Linear classifier algorithms are similar in spirit to linear regression, but with the difference that the system response variable is no longer continuous, but categorical. This means we can't use something like a Pearson's $R^2$ coefficient.
%matplotlib inline
# numbers, stats, plots
import pandas as pd
import numpy as np
import seaborn as sns
import matplotlib.pyplot as plt
import statsmodels.api as sm
import scipy.stats as stats
# sklearn support
from sklearn import metrics, cross_validation, preprocessing
from sklearn.datasets.base import Bunch
from sklearn.model_selection import cross_val_score, cross_val_predict
from sklearn.pipeline import make_pipeline
from sklearn.model_selection import ShuffleSplit, StratifiedKFold
# machine learning algorithm of interest
from sklearn.svm import LinearSVC
#import pickle
from pprint import pprint
Start by loading the dataset into a scikit learn Bundle
object:
def load_data_with_volume():
# Load the data from this file
data_file = 'abalone/Dataset.data'
# x data labels
xnlabs = ['Sex']
xqlabs = ['Length','Diameter','Height','Whole weight','Shucked weight','Viscera weight','Shell weight']
xlabs = xnlabs + xqlabs
# y data labels
ylabs = ['Rings']
# Load data to dataframe
df = pd.read_csv(data_file, header=None, sep=' ', names=xlabs+ylabs)

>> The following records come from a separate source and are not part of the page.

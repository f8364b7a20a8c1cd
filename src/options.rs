// Author: Dustin Pilgrim
// License: MIT

use std::fs;
use std::path::Path;

use serde::{Deserialize, Serialize};

use crate::ast::TargetFormat;
use crate::diagnostics::DEFAULT_MAX_ERRORS;
use crate::error::PaircError;
use crate::expand::DEFAULT_MAX_DEPTH;

/// Settings of a compilation session.
///
/// Every field has a default, so an options file only names what it changes:
///
/// ```json
/// { "default_format": "json", "max_errors": 50 }
/// ```
#[derive(Debug, Clone, PartialEq, Eq, Serialize, Deserialize)]
#[serde(default)]
pub struct CompilerOptions {
    /// Format of inputs whose extension names neither format.
    pub default_format: TargetFormat,
    /// Diagnostic cap; reaching it aborts with [`PaircError::TooManyErrors`].
    pub max_errors: usize,
    pub xml_extensions: Vec<String>,
    pub json_extensions: Vec<String>,
    /// Descend into subdirectories when a directory is given as input.
    pub recursive: bool,
    pub expand_max_depth: usize,
}

impl Default for CompilerOptions {
    fn default() -> Self {
        CompilerOptions {
            default_format: TargetFormat::Xml,
            max_errors: DEFAULT_MAX_ERRORS,
            xml_extensions: vec!["pxml".to_string()],
            json_extensions: vec!["pjson".to_string()],
            recursive: true,
            expand_max_depth: DEFAULT_MAX_DEPTH,
        }
    }
}

impl CompilerOptions {
    /// Load options from a JSON file.
    pub fn from_file<P: AsRef<Path>>(path: P) -> Result<Self, PaircError> {
        let path = path.as_ref();
        let content = fs::read_to_string(path).map_err(|e| PaircError::OptionsError {
            message: format!("Failed to read file: {}", e),
            path: path.display().to_string(),
            hint: Some("Check that the options file exists and is readable".into()),
            code: Some(302),
        })?;
        Self::from_json_str(&content, &path.display().to_string())
    }

    pub fn from_json_str(content: &str, origin: &str) -> Result<Self, PaircError> {
        let options: CompilerOptions =
            serde_json::from_str(content).map_err(|e| PaircError::OptionsError {
                message: format!("Invalid options: {}", e),
                path: origin.to_string(),
                hint: Some("Options are a JSON object; unknown fields are ignored".into()),
                code: Some(303),
            })?;

        if options.max_errors == 0 {
            return Err(PaircError::OptionsError {
                message: "max_errors must be at least 1".into(),
                path: origin.to_string(),
                hint: None,
                code: Some(303),
            });
        }
        Ok(options)
    }

    /// Format named by the extension of `path`, if it is one of ours.
    pub fn format_for(&self, path: &Path) -> Option<TargetFormat> {
        let ext = path.extension()?.to_str()?;
        let listed = |list: &[String]| list.iter().any(|e| e.eq_ignore_ascii_case(ext));
        if listed(&self.xml_extensions) {
            Some(TargetFormat::Xml)
        } else if listed(&self.json_extensions) {
            Some(TargetFormat::Json)
        } else {
            None
        }
    }

    /// Whether directory enumeration picks up `path`.
    pub fn accepts(&self, path: &Path) -> bool {
        self.format_for(path).is_some()
    }

    /// Format of an input: its extension, or the default.
    pub fn resolve_format(&self, path: &Path) -> TargetFormat {
        self.format_for(path).unwrap_or(self.default_format)
    }
}

#[cfg(test)]
mod tests {
    use super::*;
    use std::io::Write;

    #[test]
    fn test_defaults() {
        let options = CompilerOptions::default();
        assert_eq!(options.default_format, TargetFormat::Xml);
        assert_eq!(options.max_errors, 1000);
        assert_eq!(options.expand_max_depth, 64);
        assert!(options.recursive);
    }

    #[test]
    fn test_partial_options_file() {
        let mut file = tempfile::NamedTempFile::new().expect("Failed to create temp file");
        write!(file, r#"{{ "default_format": "json", "max_errors": 5 }}"#).expect("Failed to write options");

        let options = CompilerOptions::from_file(file.path()).expect("Failed to load options");
        assert_eq!(options.default_format, TargetFormat::Json);
        assert_eq!(options.max_errors, 5);
        assert_eq!(options.xml_extensions, vec!["pxml".to_string()]);
    }

    #[test]
    fn test_invalid_options() {
        let err = CompilerOptions::from_json_str("{ \"max_errors\": \"many\" }", "inline")
            .expect_err("Expected invalid options");
        assert!(matches!(err, PaircError::OptionsError { code: Some(303), .. }));

        let err = CompilerOptions::from_json_str("{ \"max_errors\": 0 }", "inline").expect_err("Expected zero cap to fail");
        assert!(err.to_string().contains("max_errors"));

        let err = CompilerOptions::from_file("/nonexistent/pairc.json").expect_err("Expected missing file");
        assert!(matches!(err, PaircError::OptionsError { code: Some(302), .. }));
    }

    #[test]
    fn test_format_by_extension() {
        let options = CompilerOptions::default();
        assert_eq!(options.format_for(Path::new("a/site.PXML")), Some(TargetFormat::Xml));
        assert_eq!(options.format_for(Path::new("data.pjson")), Some(TargetFormat::Json));
        assert_eq!(options.format_for(Path::new("notes.txt")), None);
        assert_eq!(options.resolve_format(Path::new("notes.txt")), TargetFormat::Xml);
        assert!(!options.accepts(Path::new("README")));
    }
}
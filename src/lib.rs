pub mod api;
pub mod application;
pub mod cli;
pub mod domain;
pub mod logging;
pub mod storage;

pub use application::{LedgerError, LedgerService, OpContext};
pub use domain::*;
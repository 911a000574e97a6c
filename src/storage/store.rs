use std::future::Future;

use thiserror::Error;

use crate::domain::{Cents, WalletId};

#[derive(Error, Debug)]
pub enum StoreError {
    /// The store's uniqueness constraint on the wallet id rejected an insert.
    #[error("Wallet already exists: {0}")]
    Conflict(WalletId),

    #[error(transparent)]
    Backend(#[from] anyhow::Error),
}

pub type StoreResult<T> = Result<T, StoreError>;

/// Persistent wallet table consumed by the ledger.
///
/// All balance mutations go through a [`UnitOfWork`]; the store itself only
/// hands those out and serves unlocked point reads.
pub trait WalletStore: Send + Sync {
    type Unit: UnitOfWork;

    /// Start a unit of work that is committed or rolled back as a whole.
    fn begin(&self) -> impl Future<Output = StoreResult<Self::Unit>> + Send;

    /// Most recently committed balance of a wallet, without taking its lock.
    fn balance(&self, id: WalletId) -> impl Future<Output = StoreResult<Option<Cents>>> + Send;
}

/// An open transaction against a [`WalletStore`].
///
/// Dropping a unit of work without calling [`UnitOfWork::commit`] discards
/// every staged write and releases every lock it holds.
pub trait UnitOfWork: Send {
    /// Take the exclusive lock on one wallet row and read its balance.
    ///
    /// Blocks while another unit of work holds the same row; never blocks on
    /// other rows. The lock is held until commit or rollback. Returns `None`
    /// when the wallet does not exist.
    fn lock(&mut self, id: WalletId) -> impl Future<Output = StoreResult<Option<Cents>>> + Send;

    /// Insert a new wallet, failing with [`StoreError::Conflict`] if the id is taken.
    fn insert(
        &mut self,
        id: WalletId,
        balance: Cents,
    ) -> impl Future<Output = StoreResult<()>> + Send;

    /// Insert a new wallet unless the id is taken. Returns whether a row was inserted.
    ///
    /// Waits for a concurrent, uncommitted insert of the same id to settle
    /// before deciding.
    fn insert_missing(
        &mut self,
        id: WalletId,
        balance: Cents,
    ) -> impl Future<Output = StoreResult<bool>> + Send;

    /// Overwrite the balance of a wallet previously returned by [`UnitOfWork::lock`].
    fn update(
        &mut self,
        id: WalletId,
        balance: Cents,
    ) -> impl Future<Output = StoreResult<()>> + Send;

    fn commit(self) -> impl Future<Output = StoreResult<()>> + Send;

    fn rollback(self) -> impl Future<Output = StoreResult<()>> + Send;
}
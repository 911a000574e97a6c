use thiserror::Error;

use crate::domain::{Cents, ParseCentsError, WalletId};
use crate::storage::StoreError;

#[derive(Error, Debug)]
pub enum LedgerError {
    #[error("Wallet not found: {0}")]
    WalletNotFound(WalletId),

    #[error("Wallet already exists: {0}")]
    AlreadyExists(WalletId),

    #[error("Insufficient funds in wallet {wallet}: balance {balance}, required {required}")]
    InsufficientFunds {
        wallet: WalletId,
        balance: Cents,
        required: Cents,
    },

    #[error("Invalid amount: {0}")]
    InvalidAmount(String),

    #[error("Invalid wallet id: {0}")]
    InvalidIdentifier(String),

    /// Connectivity failure, lock wait past the deadline, or any other
    /// store-side error. Nothing was committed.
    #[error("Storage unavailable: {0}")]
    StorageUnavailable(String),
}

impl LedgerError {
    /// Expected business outcomes, as opposed to infrastructure failures.
    pub fn is_client_error(&self) -> bool {
        !matches!(self, LedgerError::StorageUnavailable(_))
    }
}

impl From<StoreError> for LedgerError {
    fn from(err: StoreError) -> Self {
        match err {
            StoreError::Conflict(id) => LedgerError::AlreadyExists(id),
            StoreError::Backend(err) => LedgerError::StorageUnavailable(format!("{:#}", err)),
        }
    }
}

impl From<ParseCentsError> for LedgerError {
    fn from(err: ParseCentsError) -> Self {
        LedgerError::InvalidAmount(err.to_string())
    }
}
use thiserror::Error;

/// Money is represented as integer cents to avoid floating-point precision issues.
/// For EUR/USD, 1 unit = 100 cents, so €50.00 = 5000 cents.
pub type Cents = i64;

/// Format cents as a decimal string with exactly two fractional digits.
/// Example: 5000 -> "50.00", 1 -> "0.01"
pub fn format_cents(cents: Cents) -> String {
    let sign = if cents < 0 { "-" } else { "" };
    let abs_cents = cents.unsigned_abs();
    let units = abs_cents / 100;
    let remainder = abs_cents % 100;
    format!("{}{}.{:02}", sign, units, remainder)
}

/// Parse a boundary amount into cents.
///
/// Only the canonical shape `units.cc` is accepted: ASCII digits, no sign,
/// no leading zeros on the units part (other than a lone `0`) and exactly two
/// fractional digits. Every accepted string therefore formats back to itself.
/// Example: "50.00" -> 5000, "0.01" -> 1
pub fn parse_cents(input: &str) -> Result<Cents, ParseCentsError> {
    let invalid = || ParseCentsError::InvalidFormat(input.to_string());

    let (units, fraction) = input.split_once('.').ok_or_else(invalid)?;

    if units.is_empty() || !units.bytes().all(|b| b.is_ascii_digit()) {
        return Err(invalid());
    }
    if units.len() > 1 && units.starts_with('0') {
        return Err(invalid());
    }
    if fraction.len() != 2 || !fraction.bytes().all(|b| b.is_ascii_digit()) {
        return Err(invalid());
    }

    let units: i64 = units.parse().map_err(|_| invalid())?;
    let fraction: i64 = fraction.parse().map_err(|_| invalid())?;

    units
        .checked_mul(100)
        .and_then(|cents| cents.checked_add(fraction))
        .ok_or_else(invalid)
}

#[derive(Debug, Clone, PartialEq, Eq, Error)]
pub enum ParseCentsError {
    #[error("invalid money format '{0}', expected e.g. 100.00")]
    InvalidFormat(String),
}
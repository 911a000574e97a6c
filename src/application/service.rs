use std::future::Future;
use std::time::Duration;

use crate::domain::{Cents, Wallet, WalletId};
use crate::storage::{UnitOfWork, WalletStore};

use super::{LedgerError, OpContext};

/// Default upper bound on a single operation, lock waits included.
pub const DEFAULT_OP_TIMEOUT: Duration = Duration::from_secs(10);

/// Tunables for [`LedgerService`].
#[derive(Debug, Clone)]
pub struct LedgerConfig {
    /// Deadline applied when the caller's context carries none (and the cap
    /// applied when it carries a later one).
    pub op_timeout: Duration,
}

impl Default for LedgerConfig {
    fn default() -> Self {
        Self {
            op_timeout: DEFAULT_OP_TIMEOUT,
        }
    }
}

/// Result of a deposit that may have created the wallet.
#[derive(Debug, Clone, Copy, PartialEq, Eq)]
pub struct DepositResult {
    pub wallet: Wallet,
    pub created: bool,
}

/// The ledger engine: every balance change goes through here.
///
/// Each mutation runs as one unit of work that locks the single wallet row it
/// touches, reads the balance, writes the new one and commits. The row lock is
/// the only coordination between concurrent callers, so any number of service
/// instances may share one store.
pub struct LedgerService<S> {
    store: S,
    config: LedgerConfig,
}

impl<S: WalletStore> LedgerService<S> {
    /// Create a new ledger service over the given store.
    pub fn new(store: S) -> Self {
        Self::with_config(store, LedgerConfig::default())
    }

    pub fn with_config(store: S, config: LedgerConfig) -> Self {
        Self { store, config }
    }

    pub fn store(&self) -> &S {
        &self.store
    }

    pub fn config(&self) -> &LedgerConfig {
        &self.config
    }

    // ========================
    // Mutations
    // ========================

    /// Create a wallet with an initial balance.
    ///
    /// Fails with [`LedgerError::AlreadyExists`] if the id is taken; the
    /// existing wallet is left untouched.
    pub async fn create_wallet(
        &self,
        ctx: &OpContext,
        id: WalletId,
        initial: Cents,
    ) -> Result<Wallet, LedgerError> {
        if initial < 0 {
            return Err(LedgerError::InvalidAmount(
                "Initial balance cannot be negative".to_string(),
            ));
        }

        self.bounded(ctx, "create_wallet", async {
            let mut unit = self.store.begin().await?;
            unit.insert(id, initial).await?;
            unit.commit().await?;

            tracing::info!(wallet = %id, balance = initial, "wallet created");
            Ok::<_, LedgerError>(Wallet::new(id, initial))
        })
        .await
    }

    /// Add funds to an existing wallet.
    pub async fn deposit(
        &self,
        ctx: &OpContext,
        id: WalletId,
        amount: Cents,
    ) -> Result<Wallet, LedgerError> {
        require_positive(amount)?;

        self.bounded(ctx, "deposit", async {
            let mut unit = self.store.begin().await?;
            let Some(balance) = unit.lock(id).await? else {
                return Err(abort(unit, LedgerError::WalletNotFound(id)).await);
            };

            credit(unit, Wallet::new(id, balance), amount).await
        })
        .await
    }

    /// Add funds to a wallet, creating it with `amount` as its balance if it
    /// does not exist yet. Creation and credit happen in one unit of work, so
    /// concurrent first deposits to the same id cannot race each other.
    pub async fn deposit_or_create(
        &self,
        ctx: &OpContext,
        id: WalletId,
        amount: Cents,
    ) -> Result<DepositResult, LedgerError> {
        require_positive(amount)?;

        self.bounded(ctx, "deposit_or_create", async {
            let mut unit = self.store.begin().await?;

            if unit.insert_missing(id, amount).await? {
                unit.commit().await?;
                tracing::info!(wallet = %id, balance = amount, "wallet created by deposit");
                return Ok(DepositResult {
                    wallet: Wallet::new(id, amount),
                    created: true,
                });
            }

            let Some(balance) = unit.lock(id).await? else {
                return Err(abort(unit, LedgerError::WalletNotFound(id)).await);
            };

            let wallet = credit(unit, Wallet::new(id, balance), amount).await?;
            Ok(DepositResult {
                wallet,
                created: false,
            })
        })
        .await
    }

    /// Remove funds from a wallet. Never lets the balance go below zero.
    pub async fn withdraw(
        &self,
        ctx: &OpContext,
        id: WalletId,
        amount: Cents,
    ) -> Result<Wallet, LedgerError> {
        require_positive(amount)?;

        self.bounded(ctx, "withdraw", async {
            let mut unit = self.store.begin().await?;
            let Some(balance) = unit.lock(id).await? else {
                return Err(abort(unit, LedgerError::WalletNotFound(id)).await);
            };

            let wallet = Wallet::new(id, balance);
            let Some(updated) = wallet.debited(amount) else {
                let err = LedgerError::InsufficientFunds {
                    wallet: id,
                    balance,
                    required: amount,
                };
                return Err(abort(unit, err).await);
            };

            unit.update(id, updated).await?;
            unit.commit().await?;

            tracing::debug!(wallet = %id, amount, balance = updated, "withdrawal committed");
            Ok(Wallet::new(id, updated))
        })
        .await
    }

    // ========================
    // Queries
    // ========================

    /// Get the last committed balance of a wallet. Takes no lock.
    pub async fn get_balance(&self, ctx: &OpContext, id: WalletId) -> Result<Cents, LedgerError> {
        Ok(self.get_wallet(ctx, id).await?.balance)
    }

    pub async fn get_wallet(&self, ctx: &OpContext, id: WalletId) -> Result<Wallet, LedgerError> {
        self.bounded(ctx, "get_wallet", async {
            self.store
                .balance(id)
                .await?
                .map(|balance| Wallet::new(id, balance))
                .ok_or(LedgerError::WalletNotFound(id))
        })
        .await
    }

    /// Run `op` under the context deadline. On expiry the future is dropped,
    /// which rolls back any open unit of work and releases its locks.
    async fn bounded<T, F>(&self, ctx: &OpContext, op: &'static str, fut: F) -> Result<T, LedgerError>
    where
        F: Future<Output = Result<T, LedgerError>>,
    {
        let deadline = ctx.effective_deadline(self.config.op_timeout);
        match tokio::time::timeout_at(deadline, fut).await {
            Ok(result) => result,
            Err(_) => {
                tracing::warn!(op, "operation deadline exceeded, rolled back");
                Err(LedgerError::StorageUnavailable(format!(
                    "{} deadline exceeded",
                    op
                )))
            }
        }
    }
}

fn require_positive(amount: Cents) -> Result<(), LedgerError> {
    if amount <= 0 {
        return Err(LedgerError::InvalidAmount(
            "Amount must be positive".to_string(),
        ));
    }
    Ok(())
}

/// Write `wallet.balance + amount` back to the locked row and commit.
async fn credit<U: UnitOfWork>(
    mut unit: U,
    wallet: Wallet,
    amount: Cents,
) -> Result<Wallet, LedgerError> {
    let Some(updated) = wallet.credited(amount) else {
        let err = LedgerError::InvalidAmount("Deposit would overflow the balance".to_string());
        return Err(abort(unit, err).await);
    };

    unit.update(wallet.id, updated).await?;
    unit.commit().await?;

    tracing::debug!(wallet = %wallet.id, amount, balance = updated, "deposit committed");
    Ok(Wallet::new(wallet.id, updated))
}

/// Roll back without writing and hand back the business error that caused it.
async fn abort<U: UnitOfWork>(unit: U, err: LedgerError) -> LedgerError {
    if let Err(rollback_err) = unit.rollback().await {
        tracing::warn!(error = %rollback_err, "rollback failed after rejected operation");
    }
    err
}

# Filter zero values of height/length/diameter
df = df[df['Height']>0.0]
df = df[df['Length']>0.0]
df = df[df['Diameter']>0.0]
df['Volume'] = df['Height']*df['Length']*df['Diameter']
xqlabs.append('Volume')
dummies = pd.get_dummies(df[xnlabs], prefix='Sex')
dfdummies = df[xqlabs+ylabs].join(dummies)
xqlabs = xqlabs + dummies.columns.tolist()
return Bunch(data = dfdummies[xqlabs],
target = df[ylabs],
feature_names = xqlabs,
target_names = ylabs)
# Load the dataset
dataset = load_data_with_volume()
X = dataset.data
y = dataset.target
# Split into a training set and a test set
X_train, X_test, y_train, y_test = \
cross_validation.train_test_split(X, y, test_size=0.2)
def make_spiffy(y):
# Turns an (N,1) array into an (N,) array (yeeeaaaaah...)
return y.values.reshape(len(y.values))
Next step is to create a pipeline connecting a linear state vector classifier to a scaler, and hooking those up to a cross-validator to print out scores for different ways of cutting the data.
# Make a state vector machine classifier
mod = LinearSVC()
# Make a ShuffleSplit object to split data into training/testing data sets randomly
cv = ShuffleSplit(n_splits=4, test_size=0.3, random_state=0)
# This will be our "model":
# a pipeline that scales our inputs first,
# then passes them to the logistic regression model
clf = make_pipeline(preprocessing.StandardScaler(), mod)
cross_val_score(clf, X, make_spiffy(y), cv=cv)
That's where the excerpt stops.